▶ **Task goal**: Only some lines are wanted. Transcribe, exactly, the lines below from the line with "async fn block_number(&self)" up to and including the line with "impl RpcTransport for Failing".

[Exercise data — start]

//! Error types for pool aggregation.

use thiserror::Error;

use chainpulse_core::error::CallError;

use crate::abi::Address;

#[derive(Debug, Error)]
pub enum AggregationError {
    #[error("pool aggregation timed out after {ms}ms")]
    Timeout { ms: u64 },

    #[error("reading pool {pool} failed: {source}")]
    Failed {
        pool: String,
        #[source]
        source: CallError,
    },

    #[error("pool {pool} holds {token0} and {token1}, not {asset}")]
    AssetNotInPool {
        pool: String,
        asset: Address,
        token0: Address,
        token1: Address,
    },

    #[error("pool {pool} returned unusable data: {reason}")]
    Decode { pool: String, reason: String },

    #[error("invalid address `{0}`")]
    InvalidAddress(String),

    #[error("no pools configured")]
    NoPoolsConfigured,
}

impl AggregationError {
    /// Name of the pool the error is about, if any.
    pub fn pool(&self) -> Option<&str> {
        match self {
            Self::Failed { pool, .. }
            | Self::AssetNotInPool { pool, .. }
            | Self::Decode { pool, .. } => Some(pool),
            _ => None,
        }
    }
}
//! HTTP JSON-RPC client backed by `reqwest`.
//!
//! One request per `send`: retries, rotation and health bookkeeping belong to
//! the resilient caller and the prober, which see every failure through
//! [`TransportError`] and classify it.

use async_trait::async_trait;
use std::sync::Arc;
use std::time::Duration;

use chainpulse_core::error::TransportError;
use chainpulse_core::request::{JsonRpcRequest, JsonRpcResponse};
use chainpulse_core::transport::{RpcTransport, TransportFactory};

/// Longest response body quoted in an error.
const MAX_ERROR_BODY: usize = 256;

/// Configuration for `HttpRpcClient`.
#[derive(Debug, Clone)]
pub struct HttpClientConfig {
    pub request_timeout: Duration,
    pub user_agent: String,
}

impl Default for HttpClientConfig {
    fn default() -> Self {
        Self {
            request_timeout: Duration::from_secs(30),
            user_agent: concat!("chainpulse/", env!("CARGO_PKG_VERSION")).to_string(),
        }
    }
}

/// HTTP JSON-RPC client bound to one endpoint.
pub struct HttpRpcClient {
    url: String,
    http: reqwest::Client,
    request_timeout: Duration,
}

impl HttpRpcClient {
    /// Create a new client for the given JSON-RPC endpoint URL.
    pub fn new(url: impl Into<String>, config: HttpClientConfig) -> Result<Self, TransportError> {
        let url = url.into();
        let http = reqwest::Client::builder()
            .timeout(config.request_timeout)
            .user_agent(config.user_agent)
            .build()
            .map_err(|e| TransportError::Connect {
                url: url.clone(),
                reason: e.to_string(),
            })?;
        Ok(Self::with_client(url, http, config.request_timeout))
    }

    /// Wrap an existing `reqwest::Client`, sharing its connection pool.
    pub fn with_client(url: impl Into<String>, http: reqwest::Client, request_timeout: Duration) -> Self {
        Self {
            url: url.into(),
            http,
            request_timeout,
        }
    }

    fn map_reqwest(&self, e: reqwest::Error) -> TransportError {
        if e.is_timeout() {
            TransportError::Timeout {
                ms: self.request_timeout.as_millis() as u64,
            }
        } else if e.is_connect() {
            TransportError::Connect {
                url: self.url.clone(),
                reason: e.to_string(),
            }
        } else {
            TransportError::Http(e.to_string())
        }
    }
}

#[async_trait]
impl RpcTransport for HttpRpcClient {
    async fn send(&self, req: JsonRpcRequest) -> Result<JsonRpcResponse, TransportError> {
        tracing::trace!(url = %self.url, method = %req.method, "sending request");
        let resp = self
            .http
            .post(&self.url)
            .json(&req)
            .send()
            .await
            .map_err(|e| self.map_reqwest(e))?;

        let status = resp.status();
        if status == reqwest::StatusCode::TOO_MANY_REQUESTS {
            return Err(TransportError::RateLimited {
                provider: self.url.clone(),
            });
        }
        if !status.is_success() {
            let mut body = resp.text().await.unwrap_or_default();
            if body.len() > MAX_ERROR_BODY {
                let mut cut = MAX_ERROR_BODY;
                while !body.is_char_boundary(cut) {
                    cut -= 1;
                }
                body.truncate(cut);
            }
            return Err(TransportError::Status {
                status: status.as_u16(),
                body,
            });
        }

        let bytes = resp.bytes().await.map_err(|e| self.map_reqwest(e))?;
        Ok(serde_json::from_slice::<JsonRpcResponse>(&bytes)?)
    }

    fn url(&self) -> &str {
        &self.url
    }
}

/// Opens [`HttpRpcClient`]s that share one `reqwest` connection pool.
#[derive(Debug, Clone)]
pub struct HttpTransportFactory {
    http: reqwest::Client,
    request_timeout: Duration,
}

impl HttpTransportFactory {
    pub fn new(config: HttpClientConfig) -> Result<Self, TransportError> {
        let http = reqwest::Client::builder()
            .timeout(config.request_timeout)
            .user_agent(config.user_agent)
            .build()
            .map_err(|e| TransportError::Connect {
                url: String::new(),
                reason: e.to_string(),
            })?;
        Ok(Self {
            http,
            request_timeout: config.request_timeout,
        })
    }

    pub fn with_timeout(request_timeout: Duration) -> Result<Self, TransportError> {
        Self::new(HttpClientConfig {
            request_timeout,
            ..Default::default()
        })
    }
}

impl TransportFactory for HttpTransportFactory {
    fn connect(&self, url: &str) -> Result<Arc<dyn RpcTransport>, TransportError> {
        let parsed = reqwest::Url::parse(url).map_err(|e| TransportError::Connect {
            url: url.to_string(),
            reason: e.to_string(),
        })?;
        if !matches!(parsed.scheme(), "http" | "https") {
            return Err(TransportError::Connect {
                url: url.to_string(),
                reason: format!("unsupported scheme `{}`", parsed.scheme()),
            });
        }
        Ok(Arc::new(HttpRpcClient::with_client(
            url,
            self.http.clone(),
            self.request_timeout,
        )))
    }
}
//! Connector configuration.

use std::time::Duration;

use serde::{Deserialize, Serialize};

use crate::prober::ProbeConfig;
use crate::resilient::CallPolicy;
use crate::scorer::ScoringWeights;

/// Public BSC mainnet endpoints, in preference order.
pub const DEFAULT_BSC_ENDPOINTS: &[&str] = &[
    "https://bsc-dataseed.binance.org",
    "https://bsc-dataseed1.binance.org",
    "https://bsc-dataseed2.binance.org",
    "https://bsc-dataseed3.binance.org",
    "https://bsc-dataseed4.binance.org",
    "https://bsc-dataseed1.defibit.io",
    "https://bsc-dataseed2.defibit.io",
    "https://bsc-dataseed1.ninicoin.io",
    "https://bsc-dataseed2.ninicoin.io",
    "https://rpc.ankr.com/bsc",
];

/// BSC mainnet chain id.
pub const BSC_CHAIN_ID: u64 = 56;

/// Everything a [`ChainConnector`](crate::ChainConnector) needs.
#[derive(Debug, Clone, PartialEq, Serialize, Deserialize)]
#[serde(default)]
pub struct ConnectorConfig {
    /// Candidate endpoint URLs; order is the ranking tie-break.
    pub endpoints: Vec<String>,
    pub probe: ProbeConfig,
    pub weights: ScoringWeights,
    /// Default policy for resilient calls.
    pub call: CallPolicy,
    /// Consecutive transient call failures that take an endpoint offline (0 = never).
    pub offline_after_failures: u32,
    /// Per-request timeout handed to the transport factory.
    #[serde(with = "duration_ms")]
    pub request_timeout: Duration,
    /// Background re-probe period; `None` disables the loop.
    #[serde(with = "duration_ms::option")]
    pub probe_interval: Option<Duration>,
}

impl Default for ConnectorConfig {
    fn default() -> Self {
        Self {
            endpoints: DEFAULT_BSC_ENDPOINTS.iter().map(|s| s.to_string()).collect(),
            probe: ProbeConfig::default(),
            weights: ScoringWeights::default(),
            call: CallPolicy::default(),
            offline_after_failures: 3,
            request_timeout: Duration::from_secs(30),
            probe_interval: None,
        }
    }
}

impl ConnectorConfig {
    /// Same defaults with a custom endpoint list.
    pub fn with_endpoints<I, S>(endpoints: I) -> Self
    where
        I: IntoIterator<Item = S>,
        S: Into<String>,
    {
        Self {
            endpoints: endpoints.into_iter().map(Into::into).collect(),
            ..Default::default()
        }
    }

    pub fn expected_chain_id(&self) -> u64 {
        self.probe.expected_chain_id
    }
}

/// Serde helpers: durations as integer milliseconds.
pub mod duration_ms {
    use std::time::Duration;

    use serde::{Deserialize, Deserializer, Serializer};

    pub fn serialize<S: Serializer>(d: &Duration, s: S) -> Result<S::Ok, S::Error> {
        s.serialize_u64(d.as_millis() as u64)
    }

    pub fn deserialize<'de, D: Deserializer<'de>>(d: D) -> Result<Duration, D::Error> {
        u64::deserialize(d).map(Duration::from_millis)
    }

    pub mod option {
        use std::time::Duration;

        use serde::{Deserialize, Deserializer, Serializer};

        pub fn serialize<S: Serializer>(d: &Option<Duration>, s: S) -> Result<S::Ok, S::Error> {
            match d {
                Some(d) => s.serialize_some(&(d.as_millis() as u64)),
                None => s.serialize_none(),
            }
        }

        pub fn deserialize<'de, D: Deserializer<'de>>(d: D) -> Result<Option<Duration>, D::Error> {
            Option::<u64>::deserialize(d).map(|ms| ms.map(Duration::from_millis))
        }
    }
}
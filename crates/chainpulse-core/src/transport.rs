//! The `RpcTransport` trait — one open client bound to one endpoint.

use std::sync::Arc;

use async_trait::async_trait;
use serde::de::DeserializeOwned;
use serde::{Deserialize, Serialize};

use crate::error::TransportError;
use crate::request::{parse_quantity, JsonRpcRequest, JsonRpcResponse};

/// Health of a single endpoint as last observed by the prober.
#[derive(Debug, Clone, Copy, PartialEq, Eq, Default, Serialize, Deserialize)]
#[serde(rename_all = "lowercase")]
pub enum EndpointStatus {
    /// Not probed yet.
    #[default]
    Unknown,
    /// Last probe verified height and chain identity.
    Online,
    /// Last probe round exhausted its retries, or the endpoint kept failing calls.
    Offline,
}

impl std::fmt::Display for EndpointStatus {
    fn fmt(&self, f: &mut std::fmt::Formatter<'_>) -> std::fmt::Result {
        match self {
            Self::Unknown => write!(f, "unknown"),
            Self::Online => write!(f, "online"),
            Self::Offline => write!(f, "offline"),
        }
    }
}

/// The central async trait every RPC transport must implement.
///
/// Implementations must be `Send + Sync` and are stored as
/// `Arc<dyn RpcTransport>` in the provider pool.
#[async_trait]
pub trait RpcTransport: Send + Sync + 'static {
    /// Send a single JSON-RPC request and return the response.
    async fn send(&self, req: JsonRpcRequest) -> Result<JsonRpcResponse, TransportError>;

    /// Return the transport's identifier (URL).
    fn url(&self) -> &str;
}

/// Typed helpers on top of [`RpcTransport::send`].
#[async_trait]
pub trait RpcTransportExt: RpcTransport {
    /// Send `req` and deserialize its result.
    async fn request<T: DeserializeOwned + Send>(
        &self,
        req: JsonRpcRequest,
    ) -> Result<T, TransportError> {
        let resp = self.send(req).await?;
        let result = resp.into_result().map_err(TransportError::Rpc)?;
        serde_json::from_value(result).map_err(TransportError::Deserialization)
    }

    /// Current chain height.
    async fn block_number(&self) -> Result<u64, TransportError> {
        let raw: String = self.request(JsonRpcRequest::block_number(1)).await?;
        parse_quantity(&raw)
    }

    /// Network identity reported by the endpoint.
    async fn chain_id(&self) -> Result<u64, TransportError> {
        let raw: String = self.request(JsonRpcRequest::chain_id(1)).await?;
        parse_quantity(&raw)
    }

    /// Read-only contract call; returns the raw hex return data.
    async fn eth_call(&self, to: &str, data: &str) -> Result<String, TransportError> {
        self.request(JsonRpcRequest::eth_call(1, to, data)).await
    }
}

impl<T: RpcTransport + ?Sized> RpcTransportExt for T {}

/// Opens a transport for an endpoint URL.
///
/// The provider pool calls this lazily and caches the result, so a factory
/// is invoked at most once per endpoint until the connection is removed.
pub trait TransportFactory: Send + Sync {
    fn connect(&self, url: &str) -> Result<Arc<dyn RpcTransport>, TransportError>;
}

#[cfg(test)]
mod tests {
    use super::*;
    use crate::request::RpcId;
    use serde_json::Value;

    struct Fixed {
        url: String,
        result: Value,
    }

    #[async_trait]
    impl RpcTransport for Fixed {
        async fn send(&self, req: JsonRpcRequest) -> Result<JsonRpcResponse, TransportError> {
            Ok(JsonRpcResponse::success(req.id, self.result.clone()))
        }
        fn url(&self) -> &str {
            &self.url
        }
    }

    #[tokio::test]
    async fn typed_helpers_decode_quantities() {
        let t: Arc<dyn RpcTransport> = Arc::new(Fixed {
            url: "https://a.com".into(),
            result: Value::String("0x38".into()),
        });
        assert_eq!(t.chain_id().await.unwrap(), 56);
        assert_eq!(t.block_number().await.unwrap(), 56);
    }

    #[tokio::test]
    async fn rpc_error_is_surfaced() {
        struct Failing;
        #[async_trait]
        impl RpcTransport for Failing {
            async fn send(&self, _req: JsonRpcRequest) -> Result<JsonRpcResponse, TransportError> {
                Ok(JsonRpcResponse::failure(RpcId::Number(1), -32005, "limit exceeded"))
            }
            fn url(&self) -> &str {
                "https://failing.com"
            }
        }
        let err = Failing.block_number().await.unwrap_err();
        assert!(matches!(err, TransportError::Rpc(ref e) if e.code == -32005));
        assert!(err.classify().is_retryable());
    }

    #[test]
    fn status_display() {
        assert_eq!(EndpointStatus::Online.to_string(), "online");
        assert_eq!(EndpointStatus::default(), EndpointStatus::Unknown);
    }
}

[Exercise data — finish]

▶ **Answer section**:
    async fn block_number(&self) -> Result<u64, TransportError> {
        let raw: String = self.request(JsonRpcRequest::block_number(1)).await?;
        parse_quantity(&raw)
    }

    /// Network identity reported by the endpoint.
    async fn chain_id(&self) -> Result<u64, TransportError> {
        let raw: String = self.request(JsonRpcRequest::chain_id(1)).await?;
        parse_quantity(&raw)
    }

    /// Read-only contract call; returns the raw hex return data.
    async fn eth_call(&self, to: &str, data: &str) -> Result<String, TransportError> {
        self.request(JsonRpcRequest::eth_call(1, to, data)).await
    }
}

impl<T: RpcTransport + ?Sized> RpcTransportExt for T {}

/// Opens a transport for an endpoint URL.
///
/// The provider pool calls this lazily and caches the result, so a factory
/// is invoked at most once per endpoint until the connection is removed.
pub trait TransportFactory: Send + Sync {
    fn connect(&self, url: &str) -> Result<Arc<dyn RpcTransport>, TransportError>;
}

#[cfg(test)]
mod tests {
    use super::*;
    use crate::request::RpcId;
    use serde_json::Value;

    struct Fixed {
        url: String,
        result: Value,
    }

    #[async_trait]
    impl RpcTransport for Fixed {
        async fn send(&self, req: JsonRpcRequest) -> Result<JsonRpcResponse, TransportError> {
            Ok(JsonRpcResponse::success(req.id, self.result.clone()))
        }
        fn url(&self) -> &str {
            &self.url
        }
    }

    #[tokio::test]
    async fn typed_helpers_decode_quantities() {
        let t: Arc<dyn RpcTransport> = Arc::new(Fixed {
            url: "https://a.com".into(),
            result: Value::String("0x38".into()),
        });
        assert_eq!(t.chain_id().await.unwrap(), 56);
        assert_eq!(t.block_number().await.unwrap(), 56);
    }

    #[tokio::test]
    async fn rpc_error_is_surfaced() {
        struct Failing;
        #[async_trait]
        impl RpcTransport for Failing {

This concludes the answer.